Over five years after two Indian Institute of Technology, Madras graduates set up Ather Energy to build India’s first smart electric scooter, the Ather 340 is finally ready to hit the road.

On Tuesday, the company launched pre-orders for the Ather 340, and its more powerful variant, the Ather 450, for deliveries in August for Bengaluru only. The former is priced at a little over Rs 1 lakh ($1,490) while the Ather 450 will cost around Rs 1.25 lakh ($1,862.75).

The roll out of these scooters marks an important step forward for India’s electric vehicles industry, which has struggled with policy flip-flops and inadequate infrastructure for years, even as the Indian government has set an ambitious goal of making all new cars sold from 2030 electric.

Ather’s commercial launch in the world’s largest two-wheeler market comes more than two years after co-founder and CEO Tarun Mehta introduced the 340 at a tech conference in Bengaluru, promising availability by the end of 2016. Instead, what followed was months of setbacks as the company struggled to work with vendors in India’s automotive industry to mass-produce the electric scooter’s components that have been mostly designed from scratch.

Despite having raised over Rs 80 crore ($12 million) from investors such as Tiger Global and the founders of Flipkart, it was the Rs 205 crore ($30.5 million) investment from Hero MotorCorp, India’s largest two-wheeler manufacturer, in October 2016, that put Ather back on track by boosting its credibility with vendors.

“It is one thing for a financial investor to invest [in the company] and it’s one thing for the largest two-wheeler company in the world to invest,” Mehta told Quartz in an interview last month. The launch is “very significant” for India’s electric two-wheeler market, according to Deepesh Rathore, co-founder of Emerging Markets Automotive Advisors, a consultancy.

“I haven’t seen the product yet but it’s one of the first ground up (electric two-wheelers) in the Indian market. Everything before this was half baked, Chinese-supplied,” Rathore said. “I also reckon this is a test-bed for Hero to judge how receptive Indian youngsters are to [electric two-wheelers].”

Roadblocks remain

But India’s limited charging infrastructure is still standing in the way of the widespread adoption of EVs, while also restricting production. With only about 350 EV charging stations for half-a-million vehicles, the sector’s “chicken-and-egg problem” restricts the distance that can be travelled, stymieing growth.
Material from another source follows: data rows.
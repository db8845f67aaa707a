//! # driftfield
//!
//! A decorative particle background: small shapes drift across a surface,
//! wrap around its edges, shy away from the pointer and link up with faint
//! lines when they pass close to each other.
//!
//! The simulator is pure CPU code with injectable randomness and renders
//! through the [`Canvas`] trait, so it runs the same in a window, in a
//! headless export or under test.
//!
//! ## Quick Start
//!
//! ```ignore
//! use driftfield::prelude::*;
//!
//! fn main() -> Result<(), driftfield::RunError> {
//!     let config = FieldConfig::default()
//!         .with_pointer_radius(120.0)
//!         .with_trail_fade(Some(0.3));
//!     driftfield::window::run(config, None)
//! }
//! ```
//!
//! ## Embedding
//!
//! Hosts that own their own surface mount a [`Backdrop`] on any canvas and
//! drive it themselves:
//!
//! ```ignore
//! let size = SurfaceSize::new(1600, 1200, 2.0);
//! let canvas = PixelCanvas::for_surface(size, config.background);
//! let mut backdrop = Backdrop::mount(config, size, Ok(canvas), entropy_rng());
//!
//! // Event handlers
//! backdrop.input_mut().set_pointer(Vec2::new(300.0, 200.0));
//! backdrop.input_mut().scroll_by(120.0);
//!
//! // Every display refresh
//! backdrop.frame(clock.tick());
//! ```
//!
//! ## Per-frame model
//!
//! | Step | Effect |
//! |------|--------|
//! | Drift | `position += velocity * scale` with `scale = elapsed / (1000/60 ms)` |
//! | Scroll | vertical drift proportional to the smoothed page scroll |
//! | Rotate | `rotation += rotation_speed * scale` |
//! | Pointer | particles within `pointer_radius` are pushed away |
//! | Wrap | positions wrap toroidally into `[-margin, size + margin)` |
//! | Link | pairs closer than the connection threshold get a fading line |

pub mod backdrop;
pub mod canvas;
pub mod color;
pub mod config;
pub mod connections;
pub mod error;
pub mod export;
mod gpu;
pub mod input;
pub mod particle;
pub mod raster;
pub mod simulation;
pub mod spawn;
pub mod spring;
pub mod surface;
pub mod time;
pub mod window;

pub use backdrop::Backdrop;
pub use canvas::{Canvas, DrawCommand, DrawList};
pub use color::Color;
pub use config::{Band, FieldConfig};
pub use connections::Connection;
pub use error::{ConfigError, ContextError, ExportError, GpuError, RunError};
pub use export::{render_frames, ExportOptions};
pub use glam::Vec2;
pub use gpu::{Presenter, BLIT_SHADER};
pub use input::Input;
pub use particle::{Particle, ShapeKind};
pub use raster::PixelCanvas;
pub use simulation::ParticleField;
pub use spawn::RandomSource;
pub use spring::ScrollSpring;
pub use surface::SurfaceSize;
pub use time::FrameClock;

/// Convenient re-exports for common usage.
///
/// ```ignore
/// use driftfield::prelude::*;
/// ```
pub mod prelude {
    pub use crate::backdrop::Backdrop;
    pub use crate::canvas::{Canvas, DrawCommand, DrawList};
    pub use crate::color::Color;
    pub use crate::config::{Band, FieldConfig};
    pub use crate::input::Input;
    pub use crate::particle::{Particle, ShapeKind};
    pub use crate::raster::PixelCanvas;
    pub use crate::simulation::ParticleField;
    pub use crate::spawn::{entropy_rng, seeded_rng, RandomSource};
    pub use crate::surface::SurfaceSize;
    pub use crate::time::FrameClock;
    pub use crate::Vec2;
}
//! Drawing surface abstraction.
//!
//! The field renders through [`Canvas`] and never touches pixels itself.
//! [`crate::raster::PixelCanvas`] rasterises into an image; [`DrawList`]
//! records commands so tests can inspect exactly what a frame drew.
//!
//! All coordinates are logical pixels.

use glam::Vec2;

use crate::color::Color;
use crate::particle::ShapeKind;
use crate::surface::SurfaceSize;

/// Drawing operations needed to render one frame of the field.
pub trait Canvas {
    /// Reset every pixel to the background.
    fn clear(&mut self);

    /// Blend the background over the previous frame with `alpha`, leaving trails.
    fn fade(&mut self, alpha: f32);

    fn fill_circle(&mut self, center: Vec2, radius: f32, color: Color, alpha: f32);

    /// Fill a convex polygon.
    fn fill_polygon(&mut self, points: &[Vec2], color: Color, alpha: f32);

    fn stroke_line(&mut self, a: Vec2, b: Vec2, width: f32, color: Color, alpha: f32);

    /// Follow a change of the underlying surface. Recording canvases ignore it.
    fn resize(&mut self, _size: SurfaceSize) {}
}

impl<C: Canvas + ?Sized> Canvas for &mut C {
    fn clear(&mut self) {
        (**self).clear()
    }

    fn fade(&mut self, alpha: f32) {
        (**self).fade(alpha)
    }

    fn fill_circle(&mut self, center: Vec2, radius: f32, color: Color, alpha: f32) {
        (**self).fill_circle(center, radius, color, alpha)
    }

    fn fill_polygon(&mut self, points: &[Vec2], color: Color, alpha: f32) {
        (**self).fill_polygon(points, color, alpha)
    }

    fn stroke_line(&mut self, a: Vec2, b: Vec2, width: f32, color: Color, alpha: f32) {
        (**self).stroke_line(a, b, width, color, alpha)
    }

    fn resize(&mut self, size: SurfaceSize) {
        (**self).resize(size)
    }
}

/// Circumradius of a triangle relative to particle size.
pub const TRIANGLE_SCALE: f32 = 1.2;
/// Long (vertical) half-diagonal of a diamond relative to particle size.
pub const DIAMOND_LONG: f32 = 1.3;
/// Short (horizontal) half-diagonal of a diamond relative to particle size.
pub const DIAMOND_SHORT: f32 = 0.8;

/// Vertices of a polygonal shape, rotated by `rotation` around `center`.
///
/// Circles have no outline and return an empty vector.
pub fn shape_outline(kind: ShapeKind, center: Vec2, size: f32, rotation: f32) -> Vec<Vec2> {
    let local: Vec<Vec2> = match kind {
        ShapeKind::Circle => return Vec::new(),
        ShapeKind::Square => vec![
            Vec2::new(-size, -size),
            Vec2::new(size, -size),
            Vec2::new(size, size),
            Vec2::new(-size, size),
        ],
        ShapeKind::Triangle => {
            let r = size * TRIANGLE_SCALE;
            // Apex up (negative y is up on screen)
            (0..3)
                .map(|i| {
                    let angle = -std::f32::consts::FRAC_PI_2
                        + i as f32 * std::f32::consts::TAU / 3.0;
                    Vec2::from_angle(angle) * r
                })
                .collect()
        }
        ShapeKind::Diamond => vec![
            Vec2::new(0.0, -size * DIAMOND_LONG),
            Vec2::new(size * DIAMOND_SHORT, 0.0),
            Vec2::new(0.0, size * DIAMOND_LONG),
            Vec2::new(-size * DIAMOND_SHORT, 0.0),
        ],
    };

    let turn = Vec2::from_angle(rotation);
    local.into_iter().map(|v| center + turn.rotate(v)).collect()
}

/// Draw one particle shape.
pub fn draw_shape<C: Canvas + ?Sized>(
    canvas: &mut C,
    kind: ShapeKind,
    center: Vec2,
    size: f32,
    rotation: f32,
    color: Color,
    alpha: f32,
) {
    match kind {
        ShapeKind::Circle => canvas.fill_circle(center, size, color, alpha),
        _ => canvas.fill_polygon(&shape_outline(kind, center, size, rotation), color, alpha),
    }
}

/// One recorded drawing operation.
#[derive(Debug, Clone, PartialEq)]
pub enum DrawCommand {
    Clear,
    Fade {
        alpha: f32,
    },
    Circle {
        center: Vec2,
        radius: f32,
        color: Color,
        alpha: f32,
    },
    Polygon {
        points: Vec<Vec2>,
        color: Color,
        alpha: f32,
    },
    Line {
        a: Vec2,
        b: Vec2,
        width: f32,
        color: Color,
        alpha: f32,
    },
}

/// A canvas that records commands instead of drawing.
#[derive(Debug, Clone, Default)]
pub struct DrawList {
    commands: Vec<DrawCommand>,
}

impl DrawList {
    pub fn new() -> Self {
        Self::default()
    }

    pub fn commands(&self) -> &[DrawCommand] {
        &self.commands
    }

    pub fn len(&self) -> usize {
        self.commands.len()
    }

    pub fn is_empty(&self) -> bool {
        self.commands.is_empty()
    }

    /// Forget everything recorded so far.
    pub fn reset(&mut self) {
        self.commands.clear();
    }

    /// Recorded line strokes, in draw order.
    pub fn lines(&self) -> impl Iterator<Item = &DrawCommand> {
        self.commands
            .iter()
            .filter(|c| matches!(c, DrawCommand::Line { .. }))
    }

    /// Recorded circle and polygon fills, in draw order.
    pub fn shapes(&self) -> impl Iterator<Item = &DrawCommand> {
        self.commands
            .iter()
            .filter(|c| matches!(c, DrawCommand::Circle { .. } | DrawCommand::Polygon { .. }))
    }
}

impl Canvas for DrawList {
    fn clear(&mut self) {
        self.commands.push(DrawCommand::Clear);
    }

    fn fade(&mut self, alpha: f32) {
        self.commands.push(DrawCommand::Fade { alpha });
    }

    fn fill_circle(&mut self, center: Vec2, radius: f32, color: Color, alpha: f32) {
        self.commands.push(DrawCommand::Circle {
            center,
            radius,
            color,
            alpha,
        });
    }

    fn fill_polygon(&mut self, points: &[Vec2], color: Color, alpha: f32) {
        self.commands.push(DrawCommand::Polygon {
            points: points.to_vec(),
            color,
            alpha,
        });
    }

    fn stroke_line(&mut self, a: Vec2, b: Vec2, width: f32, color: Color, alpha: f32) {
        self.commands.push(DrawCommand::Line {
            a,
            b,
            width,
            color,
            alpha,
        });
    }
}
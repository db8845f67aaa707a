//! Error types for driftfield.
//!
//! The simulator itself never fails: degenerate inputs are skipped and a
//! missing drawing context turns the backdrop into a no-op. Errors only come
//! from the edges of the crate: loading configuration, acquiring a GPU
//! surface, opening a window and writing exported frames.

use std::path::PathBuf;

use thiserror::Error;

/// Errors produced while loading or validating a [`FieldConfig`](crate::FieldConfig).
#[derive(Debug, Error)]
pub enum ConfigError {
    /// The configuration file could not be read.
    #[error("failed to read config file {path}: {source}")]
    Io {
        path: PathBuf,
        #[source]
        source: std::io::Error,
    },
    /// The configuration was not valid JSON, had the wrong shape, or could
    /// not be serialized.
    #[error("config JSON error: {0}")]
    Json(#[from] serde_json::Error),
    /// A `min..max` band was empty, reversed or not finite.
    #[error("invalid range for {name}: {min}..{max}")]
    InvalidRange {
        name: &'static str,
        min: f32,
        max: f32,
    },
    /// A scalar parameter was out of its allowed domain.
    #[error("invalid value for {name}: {value}")]
    InvalidValue { name: &'static str, value: f32 },
    /// The palette had no colors to pick from.
    #[error("palette must contain at least one color")]
    EmptyPalette,
    /// A color string was not `#rrggbb` or `#rrggbbaa`.
    #[error("invalid hex color {0:?}")]
    InvalidColor(String),
}

/// The drawing context for a backdrop could not be acquired.
///
/// Hosts pass this to [`Backdrop::mount`](crate::Backdrop::mount) instead of a
/// canvas; the backdrop then performs no work.
#[derive(Debug, Error)]
#[error("drawing context unavailable: {reason}")]
pub struct ContextError {
    pub reason: String,
}

impl ContextError {
    pub fn new(reason: impl Into<String>) -> Self {
        Self {
            reason: reason.into(),
        }
    }
}

/// Errors that can occur while setting up the GPU presenter.
#[derive(Debug, Error)]
pub enum GpuError {
    /// Failed to create a surface for the window.
    #[error("failed to create GPU surface: {0}")]
    SurfaceCreation(#[from] wgpu::CreateSurfaceError),
    /// No compatible GPU adapter found.
    #[error("no compatible GPU adapter found")]
    NoAdapter,
    /// Failed to create the GPU device.
    #[error("failed to create GPU device: {0}")]
    DeviceCreation(#[from] wgpu::RequestDeviceError),
    /// The surface reports no usable texture format.
    #[error("surface has no supported texture format")]
    NoSurfaceFormat,
}

impl From<GpuError> for ContextError {
    fn from(e: GpuError) -> Self {
        ContextError::new(e.to_string())
    }
}

/// Errors that can occur when running the window host.
#[derive(Debug, Error)]
pub enum RunError {
    /// Failed to create or run the event loop.
    #[error("event loop error: {0}")]
    EventLoop(#[from] winit::error::EventLoopError),
    /// The OS refused to create the window.
    #[error("failed to create window: {0}")]
    WindowCreation(#[from] winit::error::OsError),
    /// The field configuration failed validation.
    #[error(transparent)]
    Config(#[from] ConfigError),
}

/// Errors produced by the headless frame exporter.
#[derive(Debug, Error)]
pub enum ExportError {
    /// Creating the output directory failed.
    #[error("failed to create output directory {path}: {source}")]
    Io {
        path: PathBuf,
        #[source]
        source: std::io::Error,
    },
    /// Encoding or writing a PNG frame failed.
    #[error("failed to write frame {path}: {source}")]
    Image {
        path: PathBuf,
        #[source]
        source: image::ImageError,
    },
    /// The requested surface has no pixels.
    #[error("export surface must be non-empty, got {width}x{height}")]
    EmptySurface { width: u32, height: u32 },
    /// The simulated frame step was negative or not finite.
    #[error("frame step must be a finite, non-negative number of milliseconds, got {0}")]
    InvalidFrameStep(f32),
    /// The field configuration failed validation.
    #[error(transparent)]
    Config(#[from] ConfigError),
}
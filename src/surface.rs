//! Drawing-surface dimensions.

/// Size of a drawing surface in physical pixels plus its device pixel ratio.
///
/// The simulator works in logical pixels (`physical / scale_factor`); canvases
/// rasterise at physical resolution.
#[derive(Debug, Clone, Copy, PartialEq)]
pub struct SurfaceSize {
    pub width: u32,
    pub height: u32,
    pub scale_factor: f64,
}

impl SurfaceSize {
    pub fn new(width: u32, height: u32, scale_factor: f64) -> Self {
        let scale_factor = if scale_factor.is_finite() && scale_factor > 0.0 {
            scale_factor
        } else {
            1.0
        };
        Self {
            width,
            height,
            scale_factor,
        }
    }

    /// Size at a device pixel ratio of 1.
    pub fn physical(width: u32, height: u32) -> Self {
        Self::new(width, height, 1.0)
    }

    #[inline]
    pub fn logical_width(&self) -> f32 {
        (self.width as f64 / self.scale_factor) as f32
    }

    #[inline]
    pub fn logical_height(&self) -> f32 {
        (self.height as f64 / self.scale_factor) as f32
    }

    #[inline]
    pub fn is_empty(&self) -> bool {
        self.width == 0 || self.height == 0
    }
}

impl From<winit::dpi::PhysicalSize<u32>> for SurfaceSize {
    fn from(size: winit::dpi::PhysicalSize<u32>) -> Self {
        Self::physical(size.width, size.height)
    }
}

#[cfg(test)]
mod tests {
    use super::*;

    #[test]
    fn test_logical_size() {
        let size = SurfaceSize::new(2560, 1440, 2.0);
        assert_eq!(size.logical_width(), 1280.0);
        assert_eq!(size.logical_height(), 720.0);
    }

    #[test]
    fn test_bad_scale_factor_falls_back() {
        assert_eq!(SurfaceSize::new(10, 10, 0.0).scale_factor, 1.0);
        assert_eq!(SurfaceSize::new(10, 10, f64::NAN).scale_factor, 1.0);
        assert!(SurfaceSize::physical(0, 10).is_empty());
    }
}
Fortunately, in April, the government removed one road block, clarifying that companies could set up EV charging stations without requiring a licence to sell electricity, a rule that slowed the spread of charging points. Despite the delay in formulating a comprehensive EV policy, Mehta believes the Indian government is on the right track. “In bits and pieces the government has been moving completely in the right direction,” he said.

Late last month, his company announced that it would be building its own charging network, the AtherGrid, in Bengaluru, which will be free to use for all kinds of electric vehicles for the first six months. The company currently has 19 points located near cafes and shopping malls in key neighbourhoods such as Koramangala, Indiranagar, HSR Layout, and Whitefield. It expects to bring this up to 30 over the coming weeks, by which time around 90% of the city would be not more than 4km from a charging station, according to Mehta.

“An early innovator like Ather will have to set up some token charging stations to show that they are serious,” Rathore said. “Mind you, I use the work token – I cannot see them doing the same when they start selling a 1,000 units per month in a city.”

Ather’s plant in the Whitefield neighbourhood (of Bengaluru) can now produce 600 scooters a week, Mehta said. In its first year, Ather plans to produce a few thousand of them, before stepping up production in 2019. And by the end of this year, Ather will launch its pioneering electric scooters in Chennai, with Pune on the cards for 2019.

“Six-hundred per week is a test volume and seems to be the right number,” Rathore added. “I would be very worried if they can’t sell these 100% for 52 straight weeks. On the other hand, they should be ready to multiply capacity 10x-100x if the product takes off.”

This article first appeared on Quartz.